SUPPLIED DATA START

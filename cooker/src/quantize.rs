//! Fixed-point position quantization.

use meshforge_core::math::{Aabb, Vec3};

const MAX_XY: f64 = ((1u64 << 22) - 1) as f64;
const MAX_Z: f64 = ((1u64 << 20) - 1) as f64;
const MIN_RANGE: f64 = 0.1;

/// Maps positions inside a bounding box to a 22/22/20-bit fixed-point
/// encoding packed into a `u64`.
///
/// The helper stores an affine transform (offset then per-axis scale) so
/// dequantization at load time is a single multiply-add. X and Y get two
/// more bits than Z since meshes tend to be wider than they are deep.
/// All chunks in one quantization group share one helper so their
/// positions stay comparable after packing.
#[derive(Debug, Clone)]
pub struct QuantizationHelper {
    offset: [f64; 3],
    scale: [f64; 3],
}

impl QuantizationHelper {
    /// Builds a helper for positions inside `bounds`.
    ///
    /// Empty bounds fall back to a unit box around the origin; degenerate
    /// axes are widened to a minimum range so the scale stays finite.
    pub fn from_bounds(bounds: &Aabb) -> Self {
        let bounds = if bounds.is_empty() {
            Aabb::from_center_extent(Vec3::zeros(), 1.0)
        } else {
            *bounds
        };

        let offset = [
            -bounds.min.x as f64,
            -bounds.min.y as f64,
            -bounds.min.z as f64,
        ];
        let range = [
            ((bounds.max.x - bounds.min.x) as f64).max(MIN_RANGE),
            ((bounds.max.y - bounds.min.y) as f64).max(MIN_RANGE),
            ((bounds.max.z - bounds.min.z) as f64).max(MIN_RANGE),
        ];
        Self {
            offset,
            scale: [MAX_XY / range[0], MAX_XY / range[1], MAX_Z / range[2]],
        }
    }

    /// Quantizes a position into the packed 22/22/20 encoding.
    ///
    /// Positions outside the source bounds clamp to the box faces.
    pub fn quantize_position(&self, position: Vec3) -> u64 {
        let x = ((position.x as f64 + self.offset[0]) * self.scale[0])
            .round()
            .clamp(0.0, MAX_XY) as u64;
        let y = ((position.y as f64 + self.offset[1]) * self.scale[1])
            .round()
            .clamp(0.0, MAX_XY) as u64;
        let z = ((position.z as f64 + self.offset[2]) * self.scale[2])
            .round()
            .clamp(0.0, MAX_Z) as u64;
        x | (y << 22) | (z << 44)
    }

    /// Inverse of [`quantize_position`](Self::quantize_position), up to
    /// the fixed-point resolution.
    pub fn dequantize_position(&self, packed: u64) -> Vec3 {
        let x = (packed & 0x3f_ffff) as f64 / self.scale[0] - self.offset[0];
        let y = ((packed >> 22) & 0x3f_ffff) as f64 / self.scale[1] - self.offset[1];
        let z = ((packed >> 44) & 0xf_ffff) as f64 / self.scale[2] - self.offset[2];
        Vec3::new(x as f32, y as f32, z as f32)
    }

    /// Translation applied before scaling (`-bounds.min`).
    pub fn offset(&self) -> Vec3 {
        Vec3::new(
            self.offset[0] as f32,
            self.offset[1] as f32,
            self.offset[2] as f32,
        )
    }

    /// Per-axis quantization scale.
    pub fn scale(&self) -> Vec3 {
        Vec3::new(
            self.scale[0] as f32,
            self.scale[1] as f32,
            self.scale[2] as f32,
        )
    }
}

SUPPLIED DATA END

__DESCRIPTION OF THE TASK__
The listing above should be repeated in its entirety, unchanged.

__WORKED SOLUTION__
filename cooker/src/quantize.rs
//! Fixed-point position quantization.

use meshforge_core::math::{Aabb, Vec3};

const MAX_XY: f64 = ((1u64 << 22) - 1) as f64;
const MAX_Z: f64 = ((1u64 << 20) - 1) as f64;
const MIN_RANGE: f64 = 0.1;

/// Maps positions inside a bounding box to a 22/22/20-bit fixed-point
/// encoding packed into a `u64`.
///
/// The helper stores an affine transform (offset then per-axis scale) so
/// dequantization at load time is a single multiply-add. X and Y get two
/// more bits than Z since meshes tend to be wider than they are deep.
/// All chunks in one quantization group share one helper so their
/// positions stay comparable after packing.
#[derive(Debug, Clone)]
pub struct QuantizationHelper {
    offset: [f64; 3],
    scale: [f64; 3],
}

impl QuantizationHelper {
    /// Builds a helper for positions inside `bounds`.
    ///
    /// Empty bounds fall back to a unit box around the origin; degenerate
    /// axes are widened to a minimum range so the scale stays finite.
    pub fn from_bounds(bounds: &Aabb) -> Self {
        let bounds = if bounds.is_empty() {
            Aabb::from_center_extent(Vec3::zeros(), 1.0)
        } else {
            *bounds
        };

        let offset = [
            -bounds.min.x as f64,
            -bounds.min.y as f64,
            -bounds.min.z as f64,
        ];
        let range = [
            ((bounds.max.x - bounds.min.x) as f64).max(MIN_RANGE),
            ((bounds.max.y - bounds.min.y) as f64).max(MIN_RANGE),
            ((bounds.max.z - bounds.min.z) as f64).max(MIN_RANGE),
        ];
        Self {
            offset,
            scale: [MAX_XY / range[0], MAX_XY / range[1], MAX_Z / range[2]],
        }
    }

    /// Quantizes a position into the packed 22/22/20 encoding.
    ///
    /// Positions outside the source bounds clamp to the box faces.
    pub fn quantize_position(&self, position: Vec3) -> u64 {
        let x = ((position.x as f64 + self.offset[0]) * self.scale[0])
            .round()
            .clamp(0.0, MAX_XY) as u64;
        let y = ((position.y as f64 + self.offset[1]) * self.scale[1])
            .round()
            .clamp(0.0, MAX_XY) as u64;
        let z = ((position.z as f64 + self.offset[2]) * self.scale[2])
            .round()
            .clamp(0.0, MAX_Z) as u64;
        x | (y << 22) | (z << 44)
    }

    /// Inverse of [`quantize_position`](Self::quantize_position), up to
    /// the fixed-point resolution.
    pub fn dequantize_position(&self, packed: u64) -> Vec3 {
        let x = (packed & 0x3f_ffff) as f64 / self.scale[0] - self.offset[0];
        let y = ((packed >> 22) & 0x3f_ffff) as f64 / self.scale[1] - self.offset[1];
        let z = ((packed >> 44) & 0xf_ffff) as f64 / self.scale[2] - self.offset[2];
        Vec3::new(x as f32, y as f32, z as f32)
    }

    /// Translation applied before scaling (`-bounds.min`).
    pub fn offset(&self) -> Vec3 {
        Vec3::new(
            self.offset[0] as f32,
            self.offset[1] as f32,
            self.offset[2] as f32,
        )
    }

    /// Per-axis quantization scale.
    pub fn scale(&self) -> Vec3 {
        Vec3::new(
            self.scale[0] as f32,
            self.scale[1] as f32,
            self.scale[2] as f32,
        )
    }
}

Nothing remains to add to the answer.